**Your objective**
Print out all the records, word for word.

──────── Working data

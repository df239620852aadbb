use crate::domain::errors::ValidationError;
use derive_more::{Display, From, Into};
use serde::{Deserialize, Serialize};

/// Value Object - Unix timestamp in whole seconds
#[derive(
    Debug, Clone, Copy, Default, PartialEq, Eq, PartialOrd, Ord, Hash, From, Into, Display, Serialize, Deserialize,
)]
#[serde(transparent)]
pub struct Timestamp(i64);

impl Timestamp {
    pub const fn from_secs(value: i64) -> Self {
        Self(value)
    }

    pub fn value(&self) -> i64 {
        self.0
    }

    pub fn as_f64(&self) -> f64 {
        self.0 as f64
    }

    /// Seconds elapsed from `self` to `later`.
    pub fn seconds_until(&self, later: Timestamp) -> i64 {
        later.0.saturating_sub(self.0)
    }
}

/// Value Object - Series identity (the price service's `crypto_id`)
#[derive(Debug, Clone, Copy, PartialEq, Eq, PartialOrd, Ord, Hash, From, Into, Display, Serialize, Deserialize)]
#[serde(transparent)]
pub struct SeriesId(u32);

impl SeriesId {
    pub const fn new(value: u32) -> Self {
        Self(value)
    }

    pub fn value(&self) -> u32 {
        self.0
    }
}

/// Value Object - Ticker symbol, stored upper-case
#[derive(Debug, Clone, PartialEq, Eq, PartialOrd, Ord, Hash, Display, Serialize, Deserialize)]
#[serde(transparent)]
pub struct Symbol(String);

impl Symbol {
    pub fn value(&self) -> &str {
        &self.0
    }
}

impl From<&str> for Symbol {
    fn from(value: &str) -> Self {
        Self(value.trim().to_uppercase())
    }
}

impl From<String> for Symbol {
    fn from(value: String) -> Self {
        Self::from(value.as_str())
    }
}

/// Value Object - One observed price
#[derive(Debug, Clone, Copy, PartialEq, Serialize, Deserialize)]
pub struct PricePoint {
    pub timestamp: Timestamp,
    pub price: f64,
}

impl PricePoint {
    pub fn new(timestamp: Timestamp, price: f64) -> Self {
        Self { timestamp, price }
    }
}

/// Value Object - Trailing time window in whole hours, always within [1, 24]
#[derive(Debug, Clone, Copy, PartialEq, Eq, Hash, Display, Serialize)]
#[display(fmt = "{}h", hours)]
pub struct ViewWindow {
    hours: u8,
}

impl ViewWindow {
    pub const MIN_HOURS: i64 = 1;
    pub const MAX_HOURS: i64 = 24;

    pub fn new(hours: i64) -> Result<Self, ValidationError> {
        if !(Self::MIN_HOURS..=Self::MAX_HOURS).contains(&hours) {
            return Err(ValidationError::WindowOutOfRange(hours));
        }
        Ok(Self { hours: hours as u8 })
    }

    pub fn hours(&self) -> u32 {
        self.hours as u32
    }

    pub fn seconds(&self) -> i64 {
        self.hours as i64 * 3600
    }
}

impl Default for ViewWindow {
    fn default() -> Self {
        Self { hours: Self::MAX_HOURS as u8 }
    }
}

impl<'de> Deserialize<'de> for ViewWindow {
    fn deserialize<D: serde::Deserializer<'de>>(deserializer: D) -> Result<Self, D::Error> {
        let hours = i64::deserialize(deserializer)?;
        ViewWindow::new(hours).map_err(serde::de::Error::custom)
    }
}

────────────────

**Task answer**
repository df239620852aadbb
use crate::domain::errors::ValidationError;
use derive_more::{Display, From, Into};
use serde::{Deserialize, Serialize};

/// Value Object - Unix timestamp in whole seconds
#[derive(
    Debug, Clone, Copy, Default, PartialEq, Eq, PartialOrd, Ord, Hash, From, Into, Display, Serialize, Deserialize,
)]
#[serde(transparent)]
pub struct Timestamp(i64);

impl Timestamp {
    pub const fn from_secs(value: i64) -> Self {
        Self(value)
    }

    pub fn value(&self) -> i64 {
        self.0
    }

    pub fn as_f64(&self) -> f64 {
        self.0 as f64
    }

    /// Seconds elapsed from `self` to `later`.
    pub fn seconds_until(&self, later: Timestamp) -> i64 {
        later.0.saturating_sub(self.0)
    }
}

/// Value Object - Series identity (the price service's `crypto_id`)
#[derive(Debug, Clone, Copy, PartialEq, Eq, PartialOrd, Ord, Hash, From, Into, Display, Serialize, Deserialize)]
#[serde(transparent)]
pub struct SeriesId(u32);

impl SeriesId {
    pub const fn new(value: u32) -> Self {
        Self(value)
    }

    pub fn value(&self) -> u32 {
        self.0
    }
}

/// Value Object - Ticker symbol, stored upper-case
#[derive(Debug, Clone, PartialEq, Eq, PartialOrd, Ord, Hash, Display, Serialize, Deserialize)]
#[serde(transparent)]
pub struct Symbol(String);

impl Symbol {
    pub fn value(&self) -> &str {
        &self.0
    }
}

impl From<&str> for Symbol {
    fn from(value: &str) -> Self {
        Self(value.trim().to_uppercase())
    }
}

impl From<String> for Symbol {
    fn from(value: String) -> Self {
        Self::from(value.as_str())
    }
}

/// Value Object - One observed price
#[derive(Debug, Clone, Copy, PartialEq, Serialize, Deserialize)]
pub struct PricePoint {
    pub timestamp: Timestamp,
    pub price: f64,
}

impl PricePoint {
    pub fn new(timestamp: Timestamp, price: f64) -> Self {
        Self { timestamp, price }
    }
}

/// Value Object - Trailing time window in whole hours, always within [1, 24]
#[derive(Debug, Clone, Copy, PartialEq, Eq, Hash, Display, Serialize)]
#[display(fmt = "{}h", hours)]
pub struct ViewWindow {
    hours: u8,
}

impl ViewWindow {
    pub const MIN_HOURS: i64 = 1;
    pub const MAX_HOURS: i64 = 24;

    pub fn new(hours: i64) -> Result<Self, ValidationError> {
        if !(Self::MIN_HOURS..=Self::MAX_HOURS).contains(&hours) {
            return Err(ValidationError::WindowOutOfRange(hours));
        }
        Ok(Self { hours: hours as u8 })
    }

    pub fn hours(&self) -> u32 {
        self.hours as u32
    }

    pub fn seconds(&self) -> i64 {
        self.hours as i64 * 3600
    }
}

impl Default for ViewWindow {
    fn default() -> Self {
        Self { hours: Self::MAX_HOURS as u8 }
    }
}

impl<'de> Deserialize<'de> for ViewWindow {
    fn deserialize<D: serde::Deserializer<'de>>(deserializer: D) -> Result<Self, D::Error> {
        let hours = i64::deserialize(deserializer)?;
        ViewWindow::new(hours).map_err(serde::de::Error::custom)
    }
}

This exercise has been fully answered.